\section{Introduction}\label{sec:intro}
Many machine learning (ML) systems are built based on an assumption that training and testing data are sampled independently and identically from the same distribution. However, this is commonly violated in real applications where the environment changes during model deployment, and there exist distribution shifts between training and testing data. The problem of training models that are robust under distribution shifts is typically referred to as domain adaptation (or generalization), where the goal is to train a model on \textit{source} domain that can generalize well on a \textit{target} domain. Specifically, domain adaptation (DA) aims to deploy model on a \textit{specific} target domain, and it assumes the data from this target domain is accessible during training. In contrast, domain generalization (DG) considers a more realistic scenario where target domain data is unavailable during training; instead it leverages multiple source domains to learn models that generalize to \textit{unseen} target domains.   

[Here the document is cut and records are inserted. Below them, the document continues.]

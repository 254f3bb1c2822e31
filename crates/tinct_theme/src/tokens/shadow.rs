//! Shadow scale derived from the shadow geometry tokens

use super::ThemeTokenSet;
use crate::color::{convert_color, format_fixed, ColorFormat, TailwindVersion};
use crate::theme::{ThemeEditorState, ThemeMode, ThemeStyles};

/// Named shadow sizes
#[derive(Clone, Copy, Debug, Hash, Eq, PartialEq)]
pub enum ShadowToken {
    Xxs,
    Xs,
    Sm,
    Default,
    Md,
    Lg,
    Xl,
    Xxl,
}

/// How a size is composed from the base geometry
#[derive(Clone, Copy, Debug, PartialEq)]
enum Composition {
    /// One layer at `opacity * factor`
    Single { factor: f64 },
    /// Base layer plus a second layer with fixed offset-y and blur
    Double {
        offset_y: &'static str,
        blur: &'static str,
    },
}

impl ShadowToken {
    pub const ALL: [ShadowToken; 8] = [
        Self::Xxs,
        Self::Xs,
        Self::Sm,
        Self::Default,
        Self::Md,
        Self::Lg,
        Self::Xl,
        Self::Xxl,
    ];

    /// CSS variable name without the `--` prefix
    pub fn name(self) -> &'static str {
        match self {
            Self::Xxs => "shadow-2xs",
            Self::Xs => "shadow-xs",
            Self::Sm => "shadow-sm",
            Self::Default => "shadow",
            Self::Md => "shadow-md",
            Self::Lg => "shadow-lg",
            Self::Xl => "shadow-xl",
            Self::Xxl => "shadow-2xl",
        }
    }

    fn composition(self) -> Composition {
        match self {
            Self::Xxs | Self::Xs => Composition::Single { factor: 0.5 },
            Self::Xxl => Composition::Single { factor: 2.5 },
            Self::Sm | Self::Default => Composition::Double {
                offset_y: "1px",
                blur: "2px",
            },
            Self::Md => Composition::Double {
                offset_y: "2px",
                blur: "4px",
            },
            Self::Lg => Composition::Double {
                offset_y: "4px",
                blur: "6px",
            },
            Self::Xl => Composition::Double {
                offset_y: "8px",
                blur: "10px",
            },
        }
    }
}

/// The eight rendered shadow values, in [`ShadowToken::ALL`] order
#[derive(Clone, Debug, PartialEq, Eq)]
pub struct ShadowMap {
    values: [String; 8],
}

impl ShadowMap {
    /// Get the box-shadow value for a size
    pub fn get(&self, token: ShadowToken) -> &str {
        let index = ShadowToken::ALL
            .iter()
            .position(|&t| t == token)
            .unwrap_or_default();
        &self.values[index]
    }

    /// Iterate `(name, value)` pairs
    pub fn iter(&self) -> impl Iterator<Item = (&'static str, &str)> + '_ {
        ShadowToken::ALL
            .iter()
            .zip(&self.values)
            .map(|(token, value)| (token.name(), value.as_str()))
    }
}

/// Base geometry read from a token set
struct ShadowGeometry<'a> {
    offset_x: &'a str,
    offset_y: &'a str,
    blur: &'a str,
    spread: &'a str,
    /// Bare HSL triplet
    hsl: String,
    opacity: f64,
}

impl<'a> ShadowGeometry<'a> {
    fn from_tokens(tokens: &'a ThemeTokenSet) -> Self {
        let opacity = leading_number(&tokens.shadow_opacity).unwrap_or_else(|| {
            tracing::warn!(
                "invalid shadow opacity `{}`, using default",
                tokens.shadow_opacity
            );
            DEFAULT_OPACITY
        });

        Self {
            offset_x: &tokens.shadow_offset_x,
            offset_y: &tokens.shadow_offset_y,
            blur: &tokens.shadow_blur,
            spread: &tokens.shadow_spread,
            // Always the bare triplet, wrapped below with an alpha channel
            hsl: convert_color(&tokens.shadow_color, ColorFormat::Hsl, TailwindVersion::V3),
            opacity,
        }
    }

    fn color(&self, factor: f64) -> String {
        format!("hsl({} / {})", self.hsl, format_fixed(self.opacity * factor))
    }

    fn layer(&self, factor: f64) -> String {
        format!(
            "{} {} {} {} {}",
            self.offset_x,
            self.offset_y,
            self.blur,
            self.spread,
            self.color(factor)
        )
    }

    fn second_layer(&self, offset_y: &str, blur: &str) -> String {
        let spread = leading_number(self.spread).unwrap_or(0.0) - 1.0;
        format!(
            "{} {} {} {}px {}",
            self.offset_x,
            offset_y,
            blur,
            spread,
            self.color(1.0)
        )
    }

    fn render(&self, token: ShadowToken) -> String {
        match token.composition() {
            Composition::Single { factor } => self.layer(factor),
            Composition::Double { offset_y, blur } => {
                format!("{}, {}", self.layer(1.0), self.second_layer(offset_y, blur))
            }
        }
    }
}

const DEFAULT_OPACITY: f64 = 0.1;

/// Build the shadow scale for one mode of a style pair
pub fn build_shadow_map(styles: &ThemeStyles, mode: ThemeMode) -> ShadowMap {
    shadow_map_for(styles.mode(mode))
}

/// Build the shadow scale for the editor's active mode
pub fn shadow_map(state: &ThemeEditorState) -> ShadowMap {
    build_shadow_map(&state.styles, state.current_mode)
}

/// Build the shadow scale from a single token set
pub fn shadow_map_for(tokens: &ThemeTokenSet) -> ShadowMap {
    let geometry = ShadowGeometry::from_tokens(tokens);
    ShadowMap {
        values: ShadowToken::ALL.map(|token| geometry.render(token)),
    }
}

/// Numeric prefix of a CSS value (`"-2.5px"` → `-2.5`)
pub(crate) fn leading_number(value: &str) -> Option<f64> {
    let value = value.trim();
    let end = value
        .char_indices()
        .find(|&(i, c)| !(c.is_ascii_digit() || c == '.' || (i == 0 && (c == '-' || c == '+'))))
        .map_or(value.len(), |(i, _)| i);
    value[..end].parse().ok()
}

#[cfg(test)]
mod tests {
    use super::*;

    fn geometry_tokens() -> ThemeTokenSet {
        let mut tokens = ThemeTokenSet::default_light();
        tokens.shadow_color = "hsl(0 0% 0%)".into();
        tokens.shadow_opacity = "0.1".into();
        tokens.shadow_blur = "3px".into();
        tokens.shadow_spread = "0px".into();
        tokens.shadow_offset_x = "0px".into();
        tokens.shadow_offset_y = "1px".into();
        tokens
    }

    #[test]
    fn golden_shadow_scale() {
        let map = shadow_map_for(&geometry_tokens());
        assert_eq!(map.get(ShadowToken::Xxs), "0px 1px 3px 0px hsl(0 0% 0% / 0.05)");
        assert_eq!(map.get(ShadowToken::Xs), "0px 1px 3px 0px hsl(0 0% 0% / 0.05)");
        assert_eq!(
            map.get(ShadowToken::Sm),
            "0px 1px 3px 0px hsl(0 0% 0% / 0.10), 0px 1px 2px -1px hsl(0 0% 0% / 0.10)"
        );
        assert_eq!(map.get(ShadowToken::Default), map.get(ShadowToken::Sm));
        assert_eq!(
            map.get(ShadowToken::Md),
            "0px 1px 3px 0px hsl(0 0% 0% / 0.10), 0px 2px 4px -1px hsl(0 0% 0% / 0.10)"
        );
        assert_eq!(
            map.get(ShadowToken::Lg),
            "0px 1px 3px 0px hsl(0 0% 0% / 0.10), 0px 4px 6px -1px hsl(0 0% 0% / 0.10)"
        );
        assert_eq!(
            map.get(ShadowToken::Xl),
            "0px 1px 3px 0px hsl(0 0% 0% / 0.10), 0px 8px 10px -1px hsl(0 0% 0% / 0.10)"
        );
        assert_eq!(map.get(ShadowToken::Xxl), "0px 1px 3px 0px hsl(0 0% 0% / 0.25)");
    }

    #[test]
    fn halved_alpha_ties_round_up() {
        let mut tokens = geometry_tokens();
        tokens.shadow_opacity = "0.25".into();
        let map = shadow_map_for(&tokens);
        assert_eq!(map.get(ShadowToken::Xxs), "0px 1px 3px 0px hsl(0 0% 0% / 0.13)");
        assert_eq!(map.get(ShadowToken::Xs), map.get(ShadowToken::Xxs));
        assert!(map.get(ShadowToken::Xxl).ends_with("hsl(0 0% 0% / 0.63)"));
    }

    #[test]
    fn color_is_normalized_to_bare_hsl() {
        let mut tokens = geometry_tokens();
        tokens.shadow_color = "#ff0000".into();
        let map = shadow_map_for(&tokens);
        assert!(map.get(ShadowToken::Xs).ends_with("hsl(0 100% 50% / 0.05)"));
    }

    #[test]
    fn fractional_spread_keeps_decimals() {
        let mut tokens = geometry_tokens();
        tokens.shadow_spread = "2.5px".into();
        let map = shadow_map_for(&tokens);
        assert!(map.get(ShadowToken::Md).contains("0px 2px 4px 1.5px"));
    }

    #[test]
    fn mode_selects_token_set() {
        let mut styles = ThemeStyles::default();
        styles.dark.shadow_color = "#ffffff".into();
        let dark = build_shadow_map(&styles, ThemeMode::Dark);
        assert!(dark.get(ShadowToken::Xs).contains("hsl(0 0% 100% / 0.05)"));
        let light = build_shadow_map(&styles, ThemeMode::Light);
        assert!(light.get(ShadowToken::Xs).contains("hsl(0 0% 0% / 0.05)"));
    }

    #[test]
    fn iterates_in_scale_order() {
        let names: Vec<&str> = shadow_map_for(&geometry_tokens())
            .iter()
            .map(|(name, _)| name)
            .collect();
        assert_eq!(
            names,
            vec![
                "shadow-2xs",
                "shadow-xs",
                "shadow-sm",
                "shadow",
                "shadow-md",
                "shadow-lg",
                "shadow-xl",
                "shadow-2xl"
            ]
        );
    }

    #[test]
    fn leading_number_reads_prefix() {
        assert_eq!(leading_number("-2.5px"), Some(-2.5));
        assert_eq!(leading_number("0"), Some(0.0));
        assert_eq!(leading_number("px"), None);
    }
}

For both DA and DG, various approaches have been proposed to learn a robust model with high performance on target domains. However, most of them assume both source and target domains are sampled from a \textit{stationary} environment; they are not suitable for settings where the data distribution evolves along a specific direction (e.g., time, space). In stationary DG, the domains are treated as an unordered set, while in non-stationary DG, they form an ordered tuple with a sequential structure (see Figure~\ref{fig:5}). This defining characteristic of non-stationary DG renders this setting a challenging task, necessitating novel solutions that account for non-stationary mechanisms. In practice, evolvable data distributions have been observed in many applications. For example, satellite images change over time due to city development and climate change \citep{christie2018functional}, clinical data evolves due to changes in disease prevalence \citep{guo2022evaluation}, facial images gradually evolve because of the changes in fashion and social norms \citep{ginosar2015century}. Without accounting for the non-stationary patterns across domains, existing methods in DA/DG designed for stationary settings may not perform well in non-stationary environments. As evidenced by \citet{guo2022evaluation}, clinical predictive models trained under existing DA/DG methods cannot perform better on future clinical data compared to empirical risk minimization. 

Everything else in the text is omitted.